When you reach the line that contains "fn press(code: KeyCode)" in the data below, start reproducing lines exactly, and stop after the line that contains "assert_eq!(command_for(press(KeyCode::Tab)), None);".

[DATA SHOWN]

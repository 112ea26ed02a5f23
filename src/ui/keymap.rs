//! Key bindings: raw key events to driver commands
//!
//! Holds no state. Keys without a binding map to `None` and are ignored.

use crate::buffer::Order;
use crate::driver::Command;
use crate::sorting::Algorithm;
use crossterm::event::{KeyCode, KeyEvent, KeyModifiers};

pub fn command_for(key: KeyEvent) -> Option<Command> {
    if key.modifiers.contains(KeyModifiers::CONTROL) {
        return match key.code {
            KeyCode::Char('c') | KeyCode::Char('C') => Some(Command::Quit),
            _ => None,
        };
    }

    match key.code {
        KeyCode::Esc => Some(Command::Quit),
        KeyCode::Char(' ') => Some(Command::TogglePlay),
        KeyCode::Char('r') | KeyCode::Char('R') => Some(Command::Reset),
        KeyCode::Char('a') | KeyCode::Char('A') => Some(Command::SetOrder(Order::Ascending)),
        KeyCode::Char('d') | KeyCode::Char('D') => Some(Command::SetOrder(Order::Descending)),
        KeyCode::Right => Some(Command::Grow),
        KeyCode::Left => Some(Command::Shrink),
        KeyCode::Up => Some(Command::Faster),
        KeyCode::Down => Some(Command::Slower),
        KeyCode::Char(c) => Algorithm::from_key(c).map(Command::Select),
        _ => None,
    }
}

#[cfg(test)]
mod tests {
    use super::*;

    fn press(code: KeyCode) -> KeyEvent {
        KeyEvent::new(code, KeyModifiers::NONE)
    }

    #[test]
    fn test_algorithm_keys() {
        assert_eq!(command_for(press(KeyCode::Char('q'))), Some(Command::Select(Algorithm::Quick)));
        assert_eq!(command_for(press(KeyCode::Char('m'))), Some(Command::Select(Algorithm::Merge)));
        assert_eq!(
            command_for(press(KeyCode::Char('S'))),
            Some(Command::Select(Algorithm::Selection))
        );
    }

    #[test]
    fn test_quit_keys() {
        assert_eq!(command_for(press(KeyCode::Esc)), Some(Command::Quit));
        assert_eq!(
            command_for(KeyEvent::new(KeyCode::Char('c'), KeyModifiers::CONTROL)),
            Some(Command::Quit)
        );
        // plain 'c' is crazy sort
        assert_eq!(command_for(press(KeyCode::Char('c'))), Some(Command::Select(Algorithm::Crazy)));
    }

    #[test]
    fn test_unbound_keys_are_ignored() {
        assert_eq!(command_for(press(KeyCode::Char('z'))), None);
        assert_eq!(command_for(press(KeyCode::Tab)), None);
        assert_eq!(command_for(press(KeyCode::Enter)), None);
    }
}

[/DATA SHOWN]

EXERCISE ANSWER -
    fn press(code: KeyCode) -> KeyEvent {
        KeyEvent::new(code, KeyModifiers::NONE)
    }

    #[test]
    fn test_algorithm_keys() {
        assert_eq!(command_for(press(KeyCode::Char('q'))), Some(Command::Select(Algorithm::Quick)));
        assert_eq!(command_for(press(KeyCode::Char('m'))), Some(Command::Select(Algorithm::Merge)));
        assert_eq!(
            command_for(press(KeyCode::Char('S'))),
            Some(Command::Select(Algorithm::Selection))
        );
    }

    #[test]
    fn test_quit_keys() {
        assert_eq!(command_for(press(KeyCode::Esc)), Some(Command::Quit));
        assert_eq!(
            command_for(KeyEvent::new(KeyCode::Char('c'), KeyModifiers::CONTROL)),
            Some(Command::Quit)
        );
        // plain 'c' is crazy sort
        assert_eq!(command_for(press(KeyCode::Char('c'))), Some(Command::Select(Algorithm::Crazy)));
    }

    #[test]
    fn test_unbound_keys_are_ignored() {
        assert_eq!(command_for(press(KeyCode::Char('z'))), None);
        assert_eq!(command_for(press(KeyCode::Tab)), None);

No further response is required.